YOUR ASSIGNMENT ::
Select all lines in the records that include "text".

**** SUPPLIED MATERIAL

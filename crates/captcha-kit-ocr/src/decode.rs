//! Greedy CTC-style decoding of recognizer scores.

use captcha_kit_core::Tensor;

#[cfg(feature = "tracing")]
use tracing::instrument;

use crate::charset::Charset;
use crate::ranges::AllowedIndexSet;

/// Errors describing a score tensor that cannot be decoded.
#[derive(thiserror::Error, Debug, Clone, PartialEq, Eq)]
pub enum DecodeError {
    #[error("score tensor must be [T, C] or [T, B, C], got shape {0:?}")]
    UnsupportedRank(Vec<usize>),

    #[error("score tensor shape {0:?} has an empty batch or class axis")]
    DegenerateShape(Vec<usize>),

    #[error("score tensor shape {shape:?} describes {expected} values, buffer holds {got}")]
    ShapeMismatch {
        shape: Vec<usize>,
        expected: usize,
        got: usize,
    },

    #[error("score tensor shape {0:?} overflows the addressable size")]
    ShapeOverflow(Vec<usize>),
}

/// Borrowed per-timestep class scores. Only batch element 0 is read.
#[derive(Clone, Copy, Debug)]
pub struct ScoreTensor<'a> {
    data: &'a [f32],
    timesteps: usize,
    batch: usize,
    classes: usize,
}

impl<'a> ScoreTensor<'a> {
    pub fn new(data: &'a [f32], shape: &[usize]) -> Result<Self, DecodeError> {
        let (timesteps, batch, classes) = match *shape {
            [t, c] => (t, 1, c),
            [t, b, c] => (t, b, c),
            _ => return Err(DecodeError::UnsupportedRank(shape.to_vec())),
        };
        if batch == 0 || classes == 0 {
            return Err(DecodeError::DegenerateShape(shape.to_vec()));
        }
        let expected = timesteps
            .checked_mul(batch)
            .and_then(|n| n.checked_mul(classes))
            .ok_or_else(|| DecodeError::ShapeOverflow(shape.to_vec()))?;
        if expected != data.len() {
            return Err(DecodeError::ShapeMismatch {
                shape: shape.to_vec(),
                expected,
                got: data.len(),
            });
        }
        Ok(Self {
            data,
            timesteps,
            batch,
            classes,
        })
    }

    pub fn from_tensor(tensor: &'a Tensor) -> Result<Self, DecodeError> {
        Self::new(tensor.data(), tensor.shape())
    }

    #[inline]
    pub fn timesteps(&self) -> usize {
        self.timesteps
    }

    #[inline]
    pub fn classes(&self) -> usize {
        self.classes
    }

    /// Class scores of batch element 0 at timestep `t`.
    #[inline]
    pub fn row(&self, t: usize) -> &'a [f32] {
        let offset = t * self.batch * self.classes;
        &self.data[offset..offset + self.classes]
    }
}

/// Index of the best class in `row`, first index winning ties.
///
/// With an allowed set, indices past the row are skipped, the scan starts
/// from a floor of `-1e9` and falls back to the blank.
pub fn best_class(row: &[f32], allowed: Option<&AllowedIndexSet>) -> usize {
    match allowed {
        Some(set) => {
            let mut best = 0usize;
            let mut best_val = -1e9f32;
            for &c in set.as_slice() {
                let Some(&v) = row.get(c) else {
                    continue;
                };
                if v > best_val {
                    best_val = v;
                    best = c;
                }
            }
            best
        }
        None => {
            let mut best = 0usize;
            for (c, &v) in row.iter().enumerate().skip(1) {
                if v > row[best] {
                    best = c;
                }
            }
            best
        }
    }
}

/// Collapse the per-step best classes into text.
///
/// A symbol is emitted when it differs from the previous step's pick, is not
/// the blank and lies inside the charset. The previous pick is updated on
/// every step, so a blank between two equal symbols lets both through.
#[cfg_attr(
    feature = "tracing",
    instrument(level = "debug", skip_all, fields(timesteps = scores.timesteps()))
)]
pub fn decode_greedy(
    scores: &ScoreTensor<'_>,
    charset: &Charset,
    allowed: Option<&AllowedIndexSet>,
) -> String {
    let mut text = String::with_capacity(16);
    let mut last: Option<usize> = None;
    for t in 0..scores.timesteps() {
        let idx = best_class(scores.row(t), allowed);
        if last != Some(idx) && idx != 0 {
            if let Some(symbol) = charset.get(idx) {
                text.push_str(symbol);
            }
        }
        last = Some(idx);
    }
    text
}
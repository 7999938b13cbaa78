use std::io::Cursor;

use captcha_kit::{decode_raster, slide_comparison_bytes, slide_match_bytes, Channels, KitError};
use image::{DynamicImage, GrayImage, ImageFormat, Luma, Rgb, RgbImage, Rgba, RgbaImage};

fn png(img: DynamicImage) -> Vec<u8> {
    let mut buf = Vec::new();
    img.write_to(&mut Cursor::new(&mut buf), ImageFormat::Png)
        .expect("encode png");
    buf
}

fn in_square(x: u32, y: u32, x0: u32, y0: u32, size: u32) -> bool {
    (x0..x0 + size).contains(&x) && (y0..y0 + size).contains(&y)
}

fn background() -> RgbImage {
    RgbImage::from_fn(80, 40, |x, y| {
        if in_square(x, y, 50, 14, 12) {
            Rgb([240, 240, 240])
        } else {
            Rgb([20, 20, 20])
        }
    })
}

#[test]
fn transparent_piece_is_located_in_background() {
    let bg = background();
    // opaque 20 x 20 copy of the background around the square, offset by (5, 8)
    let piece = RgbaImage::from_fn(30, 40, |x, y| {
        if in_square(x, y, 5, 8, 20) {
            let Rgb([r, g, b]) = *bg.get_pixel(x - 5 + 46, y - 8 + 10);
            Rgba([r, g, b, 255])
        } else {
            Rgba([0, 0, 0, 0])
        }
    });

    let res = slide_match_bytes(
        &png(DynamicImage::ImageRgba8(piece)),
        &png(DynamicImage::ImageRgb8(bg)),
        false,
    )
    .expect("slide match");
    assert_eq!((res.target_x, res.target_y), (5, 8));
    assert_eq!(res.target, [46, 10, 65, 29]);

    let json = serde_json::to_value(res).unwrap();
    assert_eq!(json["target"][0], 46);
}

#[test]
fn undecodable_target_is_an_error() {
    let bg = png(DynamicImage::ImageRgb8(background()));
    let err = slide_match_bytes(b"definitely not a png", &bg, false).unwrap_err();
    assert!(matches!(err, KitError::Decode { role: "target", .. }));

    let err = slide_match_bytes(&bg, b"\x89PNG broken", true).unwrap_err();
    assert!(matches!(err, KitError::Decode { role: "background", .. }));
}

#[test]
fn comparison_finds_block_column() {
    let plain = RgbImage::from_pixel(60, 30, Rgb([40, 40, 40]));
    let with_block = RgbImage::from_fn(60, 30, |x, y| {
        if in_square(x, y, 20, 12, 10) {
            Rgb([255, 255, 255])
        } else {
            Rgb([40, 40, 40])
        }
    });
    let res = slide_comparison_bytes(
        &png(DynamicImage::ImageRgb8(with_block)),
        &png(DynamicImage::ImageRgb8(plain)),
    )
    .expect("slide comparison");
    assert_eq!(res.target, [22, 12]);
}

#[test]
fn decoded_layout_follows_source_color_type() {
    let gray = png(DynamicImage::ImageLuma8(GrayImage::from_pixel(4, 3, Luma([7]))));
    let raster = decode_raster(&gray).unwrap();
    assert_eq!(raster.channels(), Channels::Gray);
    assert_eq!((raster.width(), raster.height()), (4, 3));

    let rgba = png(DynamicImage::ImageRgba8(RgbaImage::new(2, 2)));
    assert_eq!(decode_raster(&rgba).unwrap().channels(), Channels::Rgba);
}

********

TASK OUTPUT ::
/// Collapse the per-step best classes into text.
    let mut text = String::with_capacity(16);
                text.push_str(symbol);
    text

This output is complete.